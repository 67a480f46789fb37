use std::cell::RefCell;
use std::rc::Rc;

use crate::engine::config::SampleFormat;
use crate::engine::output::{AudioBackend, AudioDevice, ErrorCode, Status};

/// A backend call as seen by [`MockBackend`].
#[derive(Debug, Clone, PartialEq, Eq)]
pub enum Call {
    CreateDevice { app_name: String, stream_name: String },
    Open { sample_rate: u32, channels: u8 },
    Write(usize),
    Drain,
    Close,
    Destroy,
    DescribeError(i32),
}

#[derive(Debug, Default)]
struct Script {
    no_device: bool,
    open_code: i32,
    /// (1-based write index, code)
    write_failure: Option<(usize, i32)>,
    drain_code: i32,
}

#[derive(Debug, Default)]
struct Shared {
    calls: Vec<Call>,
    writes: usize,
    script: Script,
}

/// Journals every call and fails the ones it was told to.
#[derive(Debug, Clone, Default)]
pub struct MockBackend {
    shared: Rc<RefCell<Shared>>,
}

impl MockBackend {
    pub fn new() -> Self {
        Self::default()
    }

    pub fn without_device(self) -> Self {
        self.shared.borrow_mut().script.no_device = true;
        self
    }

    pub fn failing_open(self, code: i32) -> Self {
        self.shared.borrow_mut().script.open_code = code;
        self
    }

    pub fn failing_write(self, nth: usize, code: i32) -> Self {
        self.shared.borrow_mut().script.write_failure = Some((nth, code));
        self
    }

    pub fn failing_drain(self, code: i32) -> Self {
        self.shared.borrow_mut().script.drain_code = code;
        self
    }

    pub fn calls(&self) -> Vec<Call> {
        self.shared.borrow().calls.clone()
    }

    pub fn count(&self, call: &Call) -> usize {
        self.shared.borrow().calls.iter().filter(|c| *c == call).count()
    }

    /// Byte counts of all write calls, in order.
    pub fn writes(&self) -> Vec<usize> {
        self.shared
            .borrow()
            .calls
            .iter()
            .filter_map(|c| match c {
                Call::Write(len) => Some(*len),
                _ => None,
            })
            .collect()
    }
}

impl AudioBackend for MockBackend {
    type Device = MockDevice;

    fn create_device(&self, app_name: &str, stream_name: &str) -> Option<MockDevice> {
        let mut shared = self.shared.borrow_mut();
        shared.calls.push(Call::CreateDevice {
            app_name: app_name.to_string(),
            stream_name: stream_name.to_string(),
        });
        if shared.script.no_device {
            return None;
        }
        Some(MockDevice {
            shared: Rc::clone(&self.shared),
        })
    }
}

#[derive(Debug)]
pub struct MockDevice {
    shared: Rc<RefCell<Shared>>,
}

impl AudioDevice for MockDevice {
    fn open(&mut self, _format: SampleFormat, sample_rate: u32, channels: u8) -> Status {
        let mut shared = self.shared.borrow_mut();
        shared.calls.push(Call::Open {
            sample_rate,
            channels,
        });
        ErrorCode::check(shared.script.open_code)
    }

    fn close(&mut self) {
        self.shared.borrow_mut().calls.push(Call::Close);
    }

    fn write(&mut self, data: &[u8]) -> Status {
        let mut shared = self.shared.borrow_mut();
        shared.calls.push(Call::Write(data.len()));
        shared.writes += 1;
        match shared.script.write_failure {
            Some((nth, code)) if nth == shared.writes => ErrorCode::check(code),
            _ => Ok(()),
        }
    }

    fn drain(&mut self) -> Status {
        let mut shared = self.shared.borrow_mut();
        shared.calls.push(Call::Drain);
        ErrorCode::check(shared.script.drain_code)
    }

    fn describe_error(&self, code: ErrorCode) -> String {
        self.shared
            .borrow_mut()
            .calls
            .push(Call::DescribeError(code.raw()));
        format!("mock error {code}")
    }

    fn destroy(self) {
        self.shared.borrow_mut().calls.push(Call::Destroy);
    }
}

# # # #

* YOUR ASSIGNMENT *
Line by line, copy the entries above exactly as they appear.

* SOLVED PROBLEM *
repository 67a480f46789fb37
use std::cell::RefCell;
use std::rc::Rc;

use crate::engine::config::SampleFormat;
use crate::engine::output::{AudioBackend, AudioDevice, ErrorCode, Status};

/// A backend call as seen by [`MockBackend`].
#[derive(Debug, Clone, PartialEq, Eq)]
pub enum Call {
    CreateDevice { app_name: String, stream_name: String },
    Open { sample_rate: u32, channels: u8 },
    Write(usize),
    Drain,
    Close,
    Destroy,
    DescribeError(i32),
}

#[derive(Debug, Default)]
struct Script {
    no_device: bool,
    open_code: i32,
    /// (1-based write index, code)
    write_failure: Option<(usize, i32)>,
    drain_code: i32,
}

#[derive(Debug, Default)]
struct Shared {
    calls: Vec<Call>,
    writes: usize,
    script: Script,
}

/// Journals every call and fails the ones it was told to.
#[derive(Debug, Clone, Default)]
pub struct MockBackend {
    shared: Rc<RefCell<Shared>>,
}

impl MockBackend {
    pub fn new() -> Self {
        Self::default()
    }

    pub fn without_device(self) -> Self {
        self.shared.borrow_mut().script.no_device = true;
        self
    }

    pub fn failing_open(self, code: i32) -> Self {
        self.shared.borrow_mut().script.open_code = code;
        self
    }

    pub fn failing_write(self, nth: usize, code: i32) -> Self {
        self.shared.borrow_mut().script.write_failure = Some((nth, code));
        self
    }

    pub fn failing_drain(self, code: i32) -> Self {
        self.shared.borrow_mut().script.drain_code = code;
        self
    }

    pub fn calls(&self) -> Vec<Call> {
        self.shared.borrow().calls.clone()
    }

    pub fn count(&self, call: &Call) -> usize {
        self.shared.borrow().calls.iter().filter(|c| *c == call).count()
    }

    /// Byte counts of all write calls, in order.
    pub fn writes(&self) -> Vec<usize> {
        self.shared
            .borrow()
            .calls
            .iter()
            .filter_map(|c| match c {
                Call::Write(len) => Some(*len),
                _ => None,
            })
            .collect()
    }
}

impl AudioBackend for MockBackend {
    type Device = MockDevice;

    fn create_device(&self, app_name: &str, stream_name: &str) -> Option<MockDevice> {
        let mut shared = self.shared.borrow_mut();
        shared.calls.push(Call::CreateDevice {
            app_name: app_name.to_string(),
            stream_name: stream_name.to_string(),
        });
        if shared.script.no_device {
            return None;
        }
        Some(MockDevice {
            shared: Rc::clone(&self.shared),
        })
    }
}

#[derive(Debug)]
pub struct MockDevice {
    shared: Rc<RefCell<Shared>>,
}

impl AudioDevice for MockDevice {
    fn open(&mut self, _format: SampleFormat, sample_rate: u32, channels: u8) -> Status {
        let mut shared = self.shared.borrow_mut();
        shared.calls.push(Call::Open {
            sample_rate,
            channels,
        });
        ErrorCode::check(shared.script.open_code)
    }

    fn close(&mut self) {
        self.shared.borrow_mut().calls.push(Call::Close);
    }

    fn write(&mut self, data: &[u8]) -> Status {
        let mut shared = self.shared.borrow_mut();
        shared.calls.push(Call::Write(data.len()));
        shared.writes += 1;
        match shared.script.write_failure {
            Some((nth, code)) if nth == shared.writes => ErrorCode::check(code),
            _ => Ok(()),
        }
    }

    fn drain(&mut self) -> Status {
        let mut shared = self.shared.borrow_mut();
        shared.calls.push(Call::Drain);
        ErrorCode::check(shared.script.drain_code)
    }

    fn describe_error(&self, code: ErrorCode) -> String {
        self.shared
            .borrow_mut()
            .calls
            .push(Call::DescribeError(code.raw()));
        format!("mock error {code}")
    }

    fn destroy(self) {
        self.shared.borrow_mut().calls.push(Call::Destroy);
    }
}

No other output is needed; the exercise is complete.